PIPA Prize 2016 Nominating Committee member, Guilherme Gutman – art critic, curator, psychiatrist and a Professor of the Psychology Department of PUC-Rio – says that Luiz Camillo Osorio‘s last column inspired him to write some reflections of his own. Published in August, Camillo’s text, titled “Death in Venice”, examined “Treasures from the Wreck of the Unbelievable”, solo show by Damien Hirst that opened in parallel to Biennale di Venezia earlier this year. A ‘delusional hubris’, the exhibition made PIPA Institute’s curator ask whether “is such a productive excess what we really need?” Here, Gutman invites Camillo to rethink his earlier ideas. “Aren’t we interested in excess? How come?,” he asks. “Excess has always known how offer its best
fruits to art.”
“VIOLENCE ET PASSION” OR “DOKTOR FAUSTUS?”
Guilherme Gutman
Luiz Camillo Osorio’s article, “Death in Venice”, recently published on the PIPA websites, sparkled my interest.
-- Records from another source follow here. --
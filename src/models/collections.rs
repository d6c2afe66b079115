// src/models/collections.rs

use chrono::{DateTime, Duration, NaiveDate, Utc};
use rust_decimal::Decimal;
use serde::{Deserialize, Serialize};
use sqlx::FromRow;
use utoipa::{IntoParams, ToSchema};
use uuid::Uuid;
use validator::Validate;

use crate::common::validation::{validate_money_amount, validate_not_negative};

// --- ENUMS ---

#[derive(Debug, Clone, Copy, PartialEq, Eq, Serialize, Deserialize, sqlx::Type, ToSchema)]
#[sqlx(type_name = "task_priority", rename_all = "SCREAMING_SNAKE_CASE")]
#[serde(rename_all = "SCREAMING_SNAKE_CASE")]
pub enum TaskPriority {
    Low,
    Medium,
    High,
}

impl TaskPriority {
    /// Prioridade das tarefas criadas automaticamente a partir de uma venda.
    pub fn for_amount(amount: Decimal, high_priority_threshold: Decimal) -> Self {
        if amount >= high_priority_threshold {
            TaskPriority::High
        } else {
            TaskPriority::Medium
        }
    }
}

#[derive(Debug, Clone, Copy, PartialEq, Eq, Serialize, Deserialize, sqlx::Type, ToSchema)]
#[sqlx(type_name = "task_status", rename_all = "SCREAMING_SNAKE_CASE")]
#[serde(rename_all = "SCREAMING_SNAKE_CASE")]
pub enum TaskStatus {
    New,
    InProgress,
    Completed,
    Cancelled,
    Postponed,
}

impl TaskStatus {
    pub fn is_open(self) -> bool {
        !matches!(self, TaskStatus::Completed | TaskStatus::Cancelled)
    }
}

#[derive(Debug, Clone, Copy, PartialEq, Eq, Serialize, Deserialize, sqlx::Type, ToSchema)]
#[sqlx(type_name = "contact_type", rename_all = "SCREAMING_SNAKE_CASE")]
#[serde(rename_all = "SCREAMING_SNAKE_CASE")]
pub enum ContactType {
    Call,
    Message,
    Visit,
    Whatsapp,
    Email,
}

#[derive(Debug, Clone, Copy, PartialEq, Eq, Serialize, Deserialize, sqlx::Type, ToSchema)]
#[sqlx(type_name = "contact_result", rename_all = "SCREAMING_SNAKE_CASE")]
#[serde(rename_all = "SCREAMING_SNAKE_CASE")]
pub enum ContactResult {
    Answered,
    NoAnswer,
    PromisedPayment,
    PartialPayment,
    FullPayment,
    Refused,
}

impl ContactResult {
    /// Status da tarefa depois de registrar um contato com este resultado.
    pub fn next_task_status(self, current: TaskStatus) -> TaskStatus {
        match self {
            ContactResult::PromisedPayment | ContactResult::PartialPayment => TaskStatus::InProgress,
            ContactResult::FullPayment => TaskStatus::Completed,
            _ => current,
        }
    }
}

#[derive(Debug, Clone, Copy, PartialEq, Eq, Serialize, Deserialize, sqlx::Type, ToSchema)]
#[sqlx(type_name = "alert_type", rename_all = "SCREAMING_SNAKE_CASE")]
#[serde(rename_all = "SCREAMING_SNAKE_CASE")]
pub enum AlertType {
    DueSoon,
    Overdue,
    FollowUpDue,
}

// --- CONFIGURAÇÕES ---

#[derive(Debug, Clone, Serialize, Deserialize, FromRow, ToSchema)]
#[serde(rename_all = "camelCase")]
pub struct CollectionSettings {
    #[schema(example = 3)]
    pub alert_days_before_due: i32,

    #[schema(example = 1)]
    pub alert_days_after_due: i32,

    pub auto_create_tasks: bool,

    #[schema(example = 7)]
    pub default_due_days: i32,

    #[schema(example = "1000.00")]
    pub high_priority_threshold: Decimal,

    #[schema(example = 5)]
    pub max_contact_attempts: i32,

    pub updated_at: DateTime<Utc>,
}

#[derive(Debug, Deserialize, Validate, ToSchema)]
#[serde(rename_all = "camelCase")]
pub struct UpdateCollectionSettingsPayload {
    #[validate(range(min = 0, max = 90))]
    pub alert_days_before_due: i32,

    #[validate(range(min = 0, max = 90))]
    pub alert_days_after_due: i32,

    pub auto_create_tasks: bool,

    #[validate(range(min = 1, max = 365))]
    pub default_due_days: i32,

    #[validate(custom(function = "validate_not_negative"))]
    pub high_priority_threshold: Decimal,

    #[validate(range(min = 1, max = 100))]
    pub max_contact_attempts: i32,
}

/// Quais alertas uma tarefa aberta merece hoje.
pub fn classify_alerts(
    due_date: NaiveDate,
    next_follow_up: Option<NaiveDate>,
    today: NaiveDate,
    settings: &CollectionSettings,
) -> Vec<AlertType> {
    let mut alerts = Vec::new();

    let overdue_from = due_date + Duration::days(i64::from(settings.alert_days_after_due.max(1)));
    let due_soon_from = due_date - Duration::days(i64::from(settings.alert_days_before_due.max(0)));

    if today >= overdue_from {
        alerts.push(AlertType::Overdue);
    } else if today >= due_soon_from && today <= due_date {
        alerts.push(AlertType::DueSoon);
    }

    if next_follow_up.is_some_and(|d| d <= today) {
        alerts.push(AlertType::FollowUpDue);
    }

    alerts
}

// --- TAREFAS ---

#[derive(Debug, Clone, Serialize, Deserialize, FromRow, ToSchema)]
#[serde(rename_all = "camelCase")]
pub struct CollectionTask {
    pub id: Uuid,
    pub customer_id: Uuid,
    pub sale_id: Option<Uuid>,
    pub assigned_user_id: Uuid,
    pub created_by_id: Uuid,

    #[schema(example = "Collect balance of INV-20250115-0001")]
    pub title: String,

    pub description: Option<String>,
    pub amount_to_collect: Decimal,
    pub priority: TaskPriority,
    pub status: TaskStatus,
    pub due_date: NaiveDate,
    pub completed_at: Option<DateTime<Utc>>,
    pub contact_attempts: i32,
    pub last_contact_at: Option<DateTime<Utc>>,
    pub last_contact_result: Option<ContactResult>,
    pub notes: Option<String>,
    pub created_at: DateTime<Utc>,
    pub updated_at: DateTime<Utc>,
}

#[derive(Debug, Clone, Serialize, Deserialize, FromRow, ToSchema)]
#[serde(rename_all = "camelCase")]
pub struct CollectionFollowUp {
    pub id: Uuid,
    pub task_id: Uuid,
    pub user_id: Uuid,
    pub contact_type: ContactType,
    pub contact_result: ContactResult,
    pub description: String,
    pub promised_payment_date: Option<NaiveDate>,
    pub promised_amount: Option<Decimal>,
    pub next_follow_up_date: Option<NaiveDate>,
    pub next_follow_up_notes: Option<String>,
    pub created_at: DateTime<Utc>,
}

#[derive(Debug, Serialize, ToSchema)]
#[serde(rename_all = "camelCase")]
pub struct CollectionTaskDetail {
    #[serde(flatten)]
    pub task: CollectionTask,
    pub follow_ups: Vec<CollectionFollowUp>,
}

#[derive(Debug, Deserialize, Validate, ToSchema)]
#[serde(rename_all = "camelCase")]
pub struct CreateCollectionTaskPayload {
    pub customer_id: Uuid,
    pub sale_id: Option<Uuid>,

    // Padrão: o próprio usuário
    pub assigned_user_id: Option<Uuid>,

    #[validate(length(min = 1, max = 200, message = "required"))]
    pub title: String,

    pub description: Option<String>,

    #[validate(custom(function = "validate_money_amount"))]
    pub amount_to_collect: Decimal,

    pub priority: Option<TaskPriority>,

    // Padrão: hoje + defaultDueDays
    pub due_date: Option<NaiveDate>,

    pub notes: Option<String>,
}

#[derive(Debug, Deserialize, Validate, ToSchema)]
#[serde(rename_all = "camelCase")]
pub struct CreateFollowUpPayload {
    pub contact_type: ContactType,
    pub contact_result: ContactResult,

    #[validate(length(min = 1, message = "required"))]
    pub description: String,

    pub promised_payment_date: Option<NaiveDate>,

    #[validate(custom(function = "validate_money_amount"))]
    pub promised_amount: Option<Decimal>,

    pub next_follow_up_date: Option<NaiveDate>,
    pub next_follow_up_notes: Option<String>,
}

#[derive(Debug, Deserialize, IntoParams)]
#[serde(rename_all = "camelCase")]
#[into_params(parameter_in = Query)]
pub struct TaskListQuery {
    pub status: Option<TaskStatus>,
    pub assigned_user_id: Option<Uuid>,
}

// --- ALERTAS ---

#[derive(Debug, Clone, Serialize, Deserialize, FromRow, ToSchema)]
#[serde(rename_all = "camelCase")]
pub struct CollectionAlert {
    pub id: Uuid,
    pub user_id: Uuid,
    pub task_id: Option<Uuid>,
    pub customer_id: Option<Uuid>,
    pub alert_type: AlertType,
    pub title: String,
    pub message: String,
    pub priority: TaskPriority,
    pub is_read: bool,
    pub is_dismissed: bool,
    pub read_at: Option<DateTime<Utc>>,
    pub created_at: DateTime<Utc>,
}

#[derive(Debug, Serialize, ToSchema)]
#[serde(rename_all = "camelCase")]
pub struct AlertScanResult {
    pub tasks_scanned: usize,
    pub alerts_created: u64,
}

// Tarefa aberta com a data do próximo retorno (último follow-up)
#[derive(Debug, Clone, FromRow)]
pub struct OpenTaskForAlert {
    pub id: Uuid,
    pub customer_id: Uuid,
    pub assigned_user_id: Uuid,
    pub title: String,
    pub priority: TaskPriority,
    pub due_date: NaiveDate,
    pub next_follow_up_date: Option<NaiveDate>,
}

#[cfg(test)]
mod tests {
    use super::*;
    use rust_decimal_macros::dec;

    fn settings() -> CollectionSettings {
        CollectionSettings {
            alert_days_before_due: 3,
            alert_days_after_due: 1,
            auto_create_tasks: true,
            default_due_days: 7,
            high_priority_threshold: dec!(1000),
            max_contact_attempts: 5,
            updated_at: Utc::now(),
        }
    }

    fn d(y: i32, m: u32, day: u32) -> NaiveDate {
        NaiveDate::from_ymd_opt(y, m, day).unwrap()
    }

    #[test]
    fn auto_task_priority_uses_threshold() {
        assert_eq!(TaskPriority::for_amount(dec!(999.99), dec!(1000)), TaskPriority::Medium);
        assert_eq!(TaskPriority::for_amount(dec!(1000), dec!(1000)), TaskPriority::High);
    }

    #[test]
    fn follow_up_results_move_the_task() {
        assert_eq!(
            ContactResult::PromisedPayment.next_task_status(TaskStatus::New),
            TaskStatus::InProgress
        );
        assert_eq!(
            ContactResult::PartialPayment.next_task_status(TaskStatus::Postponed),
            TaskStatus::InProgress
        );
        assert_eq!(
            ContactResult::FullPayment.next_task_status(TaskStatus::InProgress),
            TaskStatus::Completed
        );
        assert_eq!(ContactResult::NoAnswer.next_task_status(TaskStatus::New), TaskStatus::New);
        assert_eq!(
            ContactResult::Refused.next_task_status(TaskStatus::InProgress),
            TaskStatus::InProgress
        );
    }

    #[test]
    fn alert_window_before_and_after_due_date() {
        let s = settings();
        let due = d(2025, 3, 10);
        assert!(classify_alerts(due, None, d(2025, 3, 6), &s).is_empty());
        assert_eq!(classify_alerts(due, None, d(2025, 3, 7), &s), vec![AlertType::DueSoon]);
        assert_eq!(classify_alerts(due, None, d(2025, 3, 10), &s), vec![AlertType::DueSoon]);
        assert_eq!(classify_alerts(due, None, d(2025, 3, 11), &s), vec![AlertType::Overdue]);
        assert_eq!(classify_alerts(due, None, d(2025, 4, 1), &s), vec![AlertType::Overdue]);
    }

    #[test]
    fn follow_up_alert_is_independent() {
        let s = settings();
        let alerts = classify_alerts(d(2025, 5, 1), Some(d(2025, 3, 9)), d(2025, 3, 10), &s);
        assert_eq!(alerts, vec![AlertType::FollowUpDue]);
        assert!(classify_alerts(d(2025, 5, 1), Some(d(2025, 3, 11)), d(2025, 3, 10), &s).is_empty());
    }

    #[test]
    fn closed_tasks_are_not_open() {
        assert!(TaskStatus::New.is_open());
        assert!(TaskStatus::Postponed.is_open());
        assert!(!TaskStatus::Completed.is_open());
        assert!(!TaskStatus::Cancelled.is_open());
    }
}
In the title, the double reference to two masterpieces: Thomas Mann‘s book by the same title, and Luchino Visconti’s film, Violence et Passion, his interpretation of the novel by Mann.
In this case, the reference that mattered most to Camillo – perhaps I should have checked it with him before – is Venice itself. I mean, he focuses on something that periodically and regularly happens in the city: the celebrated Biennale hosted and eventually exported by Venice.
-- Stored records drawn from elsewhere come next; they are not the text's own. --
// src/models/treasury.rs

use chrono::{DateTime, Utc};
use rust_decimal::Decimal;
use serde::{Deserialize, Serialize};
use sqlx::FromRow;
use utoipa::ToSchema;
use uuid::Uuid;
use validator::Validate;

use crate::common::validation::validate_money_amount;

#[derive(Debug, Clone, Copy, PartialEq, Eq, Serialize, Deserialize, sqlx::Type, ToSchema)]
#[sqlx(type_name = "treasury_kind", rename_all = "SCREAMING_SNAKE_CASE")]
#[serde(rename_all = "SCREAMING_SNAKE_CASE")]
pub enum TreasuryKind {
    /// Vendas e recebimentos de clientes
    Main,
    /// Cobranças na entrega (COD)
    Shipping,
    Other,
}

#[derive(Debug, Clone, Copy, PartialEq, Eq, Serialize, Deserialize, sqlx::Type, ToSchema)]
#[sqlx(type_name = "treasury_transaction_type", rename_all = "SCREAMING_SNAKE_CASE")]
#[serde(rename_all = "SCREAMING_SNAKE_CASE")]
pub enum TreasuryTransactionType {
    Deposit,
    Withdrawal,
}

#[derive(Debug, Clone, Serialize, Deserialize, FromRow, ToSchema)]
#[serde(rename_all = "camelCase")]
pub struct Treasury {
    pub id: Uuid,

    #[schema(example = "Main treasury")]
    pub name: String,

    pub kind: TreasuryKind,
    pub description: Option<String>,
    pub current_balance: Decimal,
    pub is_active: bool,
    pub created_at: DateTime<Utc>,
}

#[derive(Debug, Clone, Serialize, Deserialize, FromRow, ToSchema)]
#[serde(rename_all = "camelCase")]
pub struct TreasuryTransaction {
    pub id: Uuid,
    pub treasury_id: Uuid,
    pub user_id: Option<Uuid>,
    pub transaction_type: TreasuryTransactionType,
    pub amount: Decimal,
    pub balance_before: Decimal,
    pub balance_after: Decimal,

    #[schema(example = "SALE")]
    pub reference_type: Option<String>,

    pub reference_id: Option<Uuid>,
    pub description: Option<String>,
    pub created_at: DateTime<Utc>,
}

#[derive(Debug, Deserialize, Validate, ToSchema)]
#[serde(rename_all = "camelCase")]
pub struct CreateTreasuryPayload {
    #[validate(length(min = 1, max = 100, message = "required"))]
    pub name: String,

    // Novas tesourarias são OTHER por padrão
    pub kind: Option<TreasuryKind>,

    pub description: Option<String>,
}

// Depósito ou retirada manual
#[derive(Debug, Deserialize, Validate, ToSchema)]
#[serde(rename_all = "camelCase")]
pub struct CreateTreasuryTransactionPayload {
    pub transaction_type: TreasuryTransactionType,

    #[validate(custom(function = "validate_money_amount"))]
    #[schema(example = "500.00")]
    pub amount: Decimal,

    pub description: Option<String>,
}

// Entrada do razão de tesouraria
#[derive(Debug, Clone)]
pub struct TreasuryEntryRequest<'a> {
    pub treasury_id: Uuid,
    pub transaction_type: TreasuryTransactionType,
    pub amount: Decimal,
    pub reference_type: Option<&'a str>,
    pub reference_id: Option<Uuid>,
    pub description: Option<&'a str>,
}
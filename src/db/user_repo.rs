// src/db/user_repo.rs

use sqlx::{Executor, PgConnection, PgPool, Postgres};
use uuid::Uuid;

use crate::{
    common::error::{map_unique_violation, AppError},
    models::auth::{Role, User},
};

const USER_COLUMNS: &str = "id, username, email, password_hash, full_name, role, is_active, \
                            last_login_at, created_at, updated_at";

// O repositório de usuários, responsável por todas as interações com a tabela 'users'
#[derive(Clone)]
pub struct UserRepository {
    pool: PgPool,
}

impl UserRepository {
    pub fn new(pool: PgPool) -> Self {
        Self { pool }
    }

    pub async fn find_by_username(&self, username: &str) -> Result<Option<User>, AppError> {
        let sql = format!("SELECT {USER_COLUMNS} FROM users WHERE username = $1");
        let maybe_user = sqlx::query_as::<_, User>(&sql)
            .bind(username)
            .fetch_optional(&self.pool)
            .await?;
        Ok(maybe_user)
    }

    pub async fn find_by_id(&self, id: Uuid) -> Result<Option<User>, AppError> {
        let sql = format!("SELECT {USER_COLUMNS} FROM users WHERE id = $1");
        let maybe_user = sqlx::query_as::<_, User>(&sql)
            .bind(id)
            .fetch_optional(&self.pool)
            .await?;
        Ok(maybe_user)
    }

    pub async fn list_users(&self) -> Result<Vec<User>, AppError> {
        let sql = format!("SELECT {USER_COLUMNS} FROM users ORDER BY created_at ASC");
        let users = sqlx::query_as::<_, User>(&sql).fetch_all(&self.pool).await?;
        Ok(users)
    }

    // Trava a tabela até o fim da transação: dois "setup" simultâneos não criam dois admins
    pub async fn lock_and_count(&self, conn: &mut PgConnection) -> Result<i64, AppError> {
        sqlx::query("LOCK TABLE users IN SHARE ROW EXCLUSIVE MODE")
            .execute(&mut *conn)
            .await?;
        let count: i64 = sqlx::query_scalar("SELECT COUNT(*) FROM users")
            .fetch_one(&mut *conn)
            .await?;
        Ok(count)
    }

    pub async fn create_user<'e, E>(
        &self,
        executor: E,
        username: &str,
        email: &str,
        password_hash: &str,
        full_name: &str,
        role: Role,
    ) -> Result<User, AppError>
    where
        E: Executor<'e, Database = Postgres>,
    {
        let sql = format!(
            "INSERT INTO users (username, email, password_hash, full_name, role)
             VALUES ($1, $2, $3, $4, $5)
             RETURNING {USER_COLUMNS}"
        );
        let user = sqlx::query_as::<_, User>(&sql)
            .bind(username)
            .bind(email)
            .bind(password_hash)
            .bind(full_name)
            .bind(role)
            .fetch_one(executor)
            .await
            .map_err(map_unique_violation)?;

        Ok(user)
    }

    pub async fn touch_last_login(&self, id: Uuid) -> Result<(), AppError> {
        sqlx::query("UPDATE users SET last_login_at = NOW() WHERE id = $1")
            .bind(id)
            .execute(&self.pool)
            .await?;
        Ok(())
    }

    pub async fn update_password(&self, id: Uuid, password_hash: &str) -> Result<(), AppError> {
        sqlx::query("UPDATE users SET password_hash = $2, updated_at = NOW() WHERE id = $1")
            .bind(id)
            .bind(password_hash)
            .execute(&self.pool)
            .await?;
        Ok(())
    }

    pub async fn deactivate(&self, id: Uuid) -> Result<User, AppError> {
        let sql = format!(
            "UPDATE users SET is_active = FALSE, updated_at = NOW() WHERE id = $1
             RETURNING {USER_COLUMNS}"
        );
        sqlx::query_as::<_, User>(&sql)
            .bind(id)
            .fetch_optional(&self.pool)
            .await?
            .ok_or(AppError::UserNotFound)
    }
}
From time to time, Camillo is also interested in finding out what’s inside the pavilions and the equally beautiful historical buildings. In a way, Camillo is interested in what is being produced today, dwelling specifically on what we currently call “Visual Arts”.
Many countries are represented in the Biennale, but even though there is an endless number of works of art, one must say that, unless you have a trained eye for doing so, not everyone will be able to perceive them as homogeneous (or, for that matter, as art!). However varied, famous or great they may be, let’s face it, they are but a sample of what is being produced today.
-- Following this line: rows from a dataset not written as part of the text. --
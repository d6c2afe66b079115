// src/db/party_repo.rs
// Clientes, fornecedores e pagamentos de clientes

use rust_decimal::Decimal;
use sqlx::{Executor, PgPool, Postgres};
use uuid::Uuid;

use crate::{
    common::error::AppError,
    models::parties::{Customer, CustomerPayload, CustomerPayment, Supplier, SupplierPayload, contains_pattern, SEARCH_LIMIT},
};

const CUSTOMER_COLUMNS: &str = "id, name, phone, email, address, city, governorate, notes, \
                                is_active, created_by, created_at, updated_at";

const SUPPLIER_COLUMNS: &str = "id, name, phone, email, address, contact_person, payment_terms, \
                                notes, is_active, created_at, updated_at";

#[derive(Clone)]
pub struct PartyRepository {
    pool: PgPool,
}

impl PartyRepository {
    pub fn new(pool: PgPool) -> Self {
        Self { pool }
    }

    // ---
    // CLIENTES
    // ---

    pub async fn list_customers(&self) -> Result<Vec<Customer>, AppError> {
        let sql = format!("SELECT {CUSTOMER_COLUMNS} FROM customers WHERE is_active ORDER BY name ASC");
        Ok(sqlx::query_as::<_, Customer>(&sql).fetch_all(&self.pool).await?)
    }

    pub async fn search_customers(&self, term: &str) -> Result<Vec<Customer>, AppError> {
        let sql = format!(
            "SELECT {CUSTOMER_COLUMNS} FROM customers
             WHERE is_active AND (name ILIKE $1 ESCAPE '\\' OR phone ILIKE $1 ESCAPE '\\')
             ORDER BY name ASC
             LIMIT $2"
        );
        let customers = sqlx::query_as::<_, Customer>(&sql)
            .bind(contains_pattern(term))
            .bind(SEARCH_LIMIT)
            .fetch_all(&self.pool)
            .await?;
        Ok(customers)
    }

    pub async fn find_customer<'e, E>(&self, executor: E, id: Uuid) -> Result<Option<Customer>, AppError>
    where
        E: Executor<'e, Database = Postgres>,
    {
        let sql = format!("SELECT {CUSTOMER_COLUMNS} FROM customers WHERE id = $1");
        Ok(sqlx::query_as::<_, Customer>(&sql).bind(id).fetch_optional(executor).await?)
    }

    // Usado pela venda: mesmo nome + mesmo telefone (ou ambos sem telefone)
    pub async fn find_customer_by_name_phone<'e, E>(
        &self,
        executor: E,
        name: &str,
        phone: Option<&str>,
    ) -> Result<Option<Customer>, AppError>
    where
        E: Executor<'e, Database = Postgres>,
    {
        let sql = format!(
            "SELECT {CUSTOMER_COLUMNS} FROM customers
             WHERE is_active AND name = $1 AND phone IS NOT DISTINCT FROM $2
             ORDER BY created_at ASC
             LIMIT 1"
        );
        Ok(sqlx::query_as::<_, Customer>(&sql)
            .bind(name)
            .bind(phone)
            .fetch_optional(executor)
            .await?)
    }

    pub async fn create_customer<'e, E>(
        &self,
        executor: E,
        payload: &CustomerPayload,
        created_by: Uuid,
    ) -> Result<Customer, AppError>
    where
        E: Executor<'e, Database = Postgres>,
    {
        let sql = format!(
            "INSERT INTO customers (name, phone, email, address, city, governorate, notes, created_by)
             VALUES ($1, $2, $3, $4, $5, $6, $7, $8)
             RETURNING {CUSTOMER_COLUMNS}"
        );
        let customer = sqlx::query_as::<_, Customer>(&sql)
            .bind(&payload.name)
            .bind(payload.phone.as_deref())
            .bind(payload.email.as_deref())
            .bind(payload.address.as_deref())
            .bind(payload.city.as_deref())
            .bind(payload.governorate.as_deref())
            .bind(payload.notes.as_deref())
            .bind(created_by)
            .fetch_one(executor)
            .await?;
        Ok(customer)
    }

    pub async fn update_customer(&self, id: Uuid, payload: &CustomerPayload) -> Result<Customer, AppError> {
        let sql = format!(
            "UPDATE customers SET
                name = $2, phone = $3, email = $4, address = $5,
                city = $6, governorate = $7, notes = $8, updated_at = NOW()
             WHERE id = $1
             RETURNING {CUSTOMER_COLUMNS}"
        );
        sqlx::query_as::<_, Customer>(&sql)
            .bind(id)
            .bind(&payload.name)
            .bind(payload.phone.as_deref())
            .bind(payload.email.as_deref())
            .bind(payload.address.as_deref())
            .bind(payload.city.as_deref())
            .bind(payload.governorate.as_deref())
            .bind(payload.notes.as_deref())
            .fetch_optional(&self.pool)
            .await?
            .ok_or(AppError::ResourceNotFound("customer"))
    }

    pub async fn deactivate_customer(&self, id: Uuid) -> Result<Customer, AppError> {
        let sql = format!(
            "UPDATE customers SET is_active = FALSE, updated_at = NOW() WHERE id = $1
             RETURNING {CUSTOMER_COLUMNS}"
        );
        sqlx::query_as::<_, Customer>(&sql)
            .bind(id)
            .fetch_optional(&self.pool)
            .await?
            .ok_or(AppError::ResourceNotFound("customer"))
    }

    pub async fn insert_customer_payment<'e, E>(
        &self,
        executor: E,
        customer_id: Uuid,
        sale_id: Option<Uuid>,
        user_id: Uuid,
        amount: Decimal,
        payment_method: &str,
        reference_number: Option<&str>,
        notes: Option<&str>,
    ) -> Result<CustomerPayment, AppError>
    where
        E: Executor<'e, Database = Postgres>,
    {
        let payment = sqlx::query_as::<_, CustomerPayment>(
            "INSERT INTO customer_payments
                (customer_id, sale_id, user_id, amount, payment_method, reference_number, notes)
             VALUES ($1, $2, $3, $4, $5, $6, $7)
             RETURNING id, customer_id, sale_id, user_id, amount, payment_method,
                       reference_number, notes, payment_date",
        )
        .bind(customer_id)
        .bind(sale_id)
        .bind(user_id)
        .bind(amount)
        .bind(payment_method)
        .bind(reference_number)
        .bind(notes)
        .fetch_one(executor)
        .await?;
        Ok(payment)
    }

    pub async fn list_customer_payments(&self, customer_id: Uuid) -> Result<Vec<CustomerPayment>, AppError> {
        let payments = sqlx::query_as::<_, CustomerPayment>(
            "SELECT id, customer_id, sale_id, user_id, amount, payment_method,
                    reference_number, notes, payment_date
             FROM customer_payments
             WHERE customer_id = $1
             ORDER BY payment_date DESC",
        )
        .bind(customer_id)
        .fetch_all(&self.pool)
        .await?;
        Ok(payments)
    }

    // ---
    // FORNECEDORES
    // ---

    pub async fn list_suppliers(&self) -> Result<Vec<Supplier>, AppError> {
        let sql = format!("SELECT {SUPPLIER_COLUMNS} FROM suppliers WHERE is_active ORDER BY name ASC");
        Ok(sqlx::query_as::<_, Supplier>(&sql).fetch_all(&self.pool).await?)
    }

    pub async fn find_supplier<'e, E>(&self, executor: E, id: Uuid) -> Result<Option<Supplier>, AppError>
    where
        E: Executor<'e, Database = Postgres>,
    {
        let sql = format!("SELECT {SUPPLIER_COLUMNS} FROM suppliers WHERE id = $1");
        Ok(sqlx::query_as::<_, Supplier>(&sql).bind(id).fetch_optional(executor).await?)
    }

    pub async fn create_supplier(&self, payload: &SupplierPayload) -> Result<Supplier, AppError> {
        let sql = format!(
            "INSERT INTO suppliers (name, phone, email, address, contact_person, payment_terms, notes)
             VALUES ($1, $2, $3, $4, $5, $6, $7)
             RETURNING {SUPPLIER_COLUMNS}"
        );
        let supplier = sqlx::query_as::<_, Supplier>(&sql)
            .bind(&payload.name)
            .bind(payload.phone.as_deref())
            .bind(payload.email.as_deref())
            .bind(payload.address.as_deref())
            .bind(payload.contact_person.as_deref())
            .bind(payload.payment_terms.as_deref())
            .bind(payload.notes.as_deref())
            .fetch_one(&self.pool)
            .await?;
        Ok(supplier)
    }

    pub async fn update_supplier(&self, id: Uuid, payload: &SupplierPayload) -> Result<Supplier, AppError> {
        let sql = format!(
            "UPDATE suppliers SET
                name = $2, phone = $3, email = $4, address = $5,
                contact_person = $6, payment_terms = $7, notes = $8, updated_at = NOW()
             WHERE id = $1
             RETURNING {SUPPLIER_COLUMNS}"
        );
        sqlx::query_as::<_, Supplier>(&sql)
            .bind(id)
            .bind(&payload.name)
            .bind(payload.phone.as_deref())
            .bind(payload.email.as_deref())
            .bind(payload.address.as_deref())
            .bind(payload.contact_person.as_deref())
            .bind(payload.payment_terms.as_deref())
            .bind(payload.notes.as_deref())
            .fetch_optional(&self.pool)
            .await?
            .ok_or(AppError::ResourceNotFound("supplier"))
    }

    pub async fn deactivate_supplier(&self, id: Uuid) -> Result<Supplier, AppError> {
        let sql = format!(
            "UPDATE suppliers SET is_active = FALSE, updated_at = NOW() WHERE id = $1
             RETURNING {SUPPLIER_COLUMNS}"
        );
        sqlx::query_as::<_, Supplier>(&sql)
            .bind(id)
            .fetch_optional(&self.pool)
            .await?
            .ok_or(AppError::ResourceNotFound("supplier"))
    }
}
Now, do we need to see more? We will certainly leave something out, that´s for sure. Would we need to see a little more? Again, something will still be missed, that´s for sure.
Thomas Mann once said something like, “why read good books if we can read only the great ones?”. Such a wonderfully cynical question! For, no matter the age we live in, we have always been interested in knowing what was being produced.
Camillo was present at the 2017 Venice Biennale not only to reflect on what he saw, but as a curator to the Brazilian Pavilion. Aided by Cauê Alves, Camillo made choices in which many paths crossed: History of art, political perspectives, reflections about the importance of the artists and the works of art chosen, the architectural space, the dimension of the context in which the works were being exposed, and last, but not least, his own personal “taste”, all of which made up of broad range of countless elements that resulted in impressions, provoked reflections, and many other experiences that, so to speak, cut him in the flesh.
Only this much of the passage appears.